Abends fand noch die offizielle Einführung ins PJ für die Neuen statt. Sich nach 10 Wochen anzuhören, was man eigentlich tun sollte, ist schon lustig. Der Seminarraum hat ein Fenster zum Gang und draußen ging Zé Ronaldo mit seinem Bruder Walfredo vorbei. Er fing an uns die Zunge rauszustrecken und Grimassen zu ziehen, dann kam er rein und sagte zu mir: ?Hör nicht auf diese Menschen aus der dritten Welt! Das sind alles Analphabeten, die kein Deutsch sprechen!?

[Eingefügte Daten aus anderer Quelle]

//! TeamCloud user commands

use tcctl_core::ResourceKind;
use tcctl_core::models::UserDefinition;
use tcctl_core::validation::{validate_user_name, validate_user_name_or_id};

use super::CommandContext;
use super::async_utils::{render_operation, run_create, run_delete};
use super::utils::{confirm_delete, tags};
use crate::cli::UserCommands;
use crate::error::Result as CliResult;
use crate::output::TableView;

pub async fn handle_user_command(ctx: &CommandContext<'_>, cmd: &UserCommands) -> CliResult<()> {
    match cmd {
        UserCommands::Create {
            name,
            role,
            tags: tag_args,
            wait,
        } => {
            validate_user_name(name)?;
            let definition = UserDefinition::new(name, role.to_string()).with_tags(tags(tag_args)?);
            let conn = ctx.connect()?;
            run_create(
                ctx,
                &conn,
                ResourceKind::User,
                None,
                wait,
                TableView::Users,
                conn.client.create_user(&definition),
            )
            .await
        }
        UserCommands::Delete { name, yes, wait } => {
            validate_user_name_or_id(name)?;
            if !confirm_delete("user", name, *yes)? {
                return Ok(());
            }
            let conn = ctx.connect()?;
            run_delete(
                ctx,
                &conn,
                ResourceKind::User,
                None,
                wait,
                conn.client.delete_user(name),
            )
            .await
        }
        UserCommands::List => {
            let conn = ctx.connect()?;
            let operation = conn.client.list_users().await?;
            render_operation(ctx, operation, Some(TableView::Users))
        }
        UserCommands::Show { name } => {
            validate_user_name_or_id(name)?;
            let conn = ctx.connect()?;
            let operation = conn.client.get_user(name).await?;
            render_operation(ctx, operation, Some(TableView::Users))
        }
    }
}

Am Donnerstag und Freitag leiste ich meine letzten beiden Notfalltage ab. Mit den Neuen läuft das gut, die sind auf Zack und wenn der Dienstarzt seinen Stempel in der Schublade lässt, schaffen wir das auch alle alleine. Ich nähte die Zehe eines Strafgefangenen. ?Anika, weißt du warum er einsitzt?? ?Nein, ich will es auch gar nicht wissen.? ?Er hat einen Arzt geschlagen, der ihn ohne Betäubung genäht hat.? Haha. Nachmittags warteten wir nur auf das Dienstende.
Ich packte meinen Laptop aus, weil die Ärzte auf ihren Iphones herumspielten.

Am Freitag hatte ich eigentlich schon mittags Schluss, aber es sah so aus, als gäbe es noch eine Notfall-OP. Allerdings wurden die Untersuchungsanforderungen der Patientin verlegt und bis abends um 6 war noch nichts gelaufen. Ich hatte den ganzen Nachmittag mit meinem Mitstudenten Felipe Neri verquatscht. ?Bleib doch da, was willst du alleine zu Hause!? Mit dem schwulen Felipe hatte ich viel zu lachen. ?Ach Makeup, die wahre Schönheit kommt von innen. Sonst wachst du irgendwann früh auf und erkennst die Frau nicht mehr, die neben dir liegt!? oder ?Kennst du ?Liebe braucht keine Ferien?? Da hab ich geheult.? ?Ja Felipe, den habe ich auch gesehen. Da wird einem richtig warm ums Herz.? Mit Felipe habe ich eine Freundin in der neuen Seminargruppe gefunden.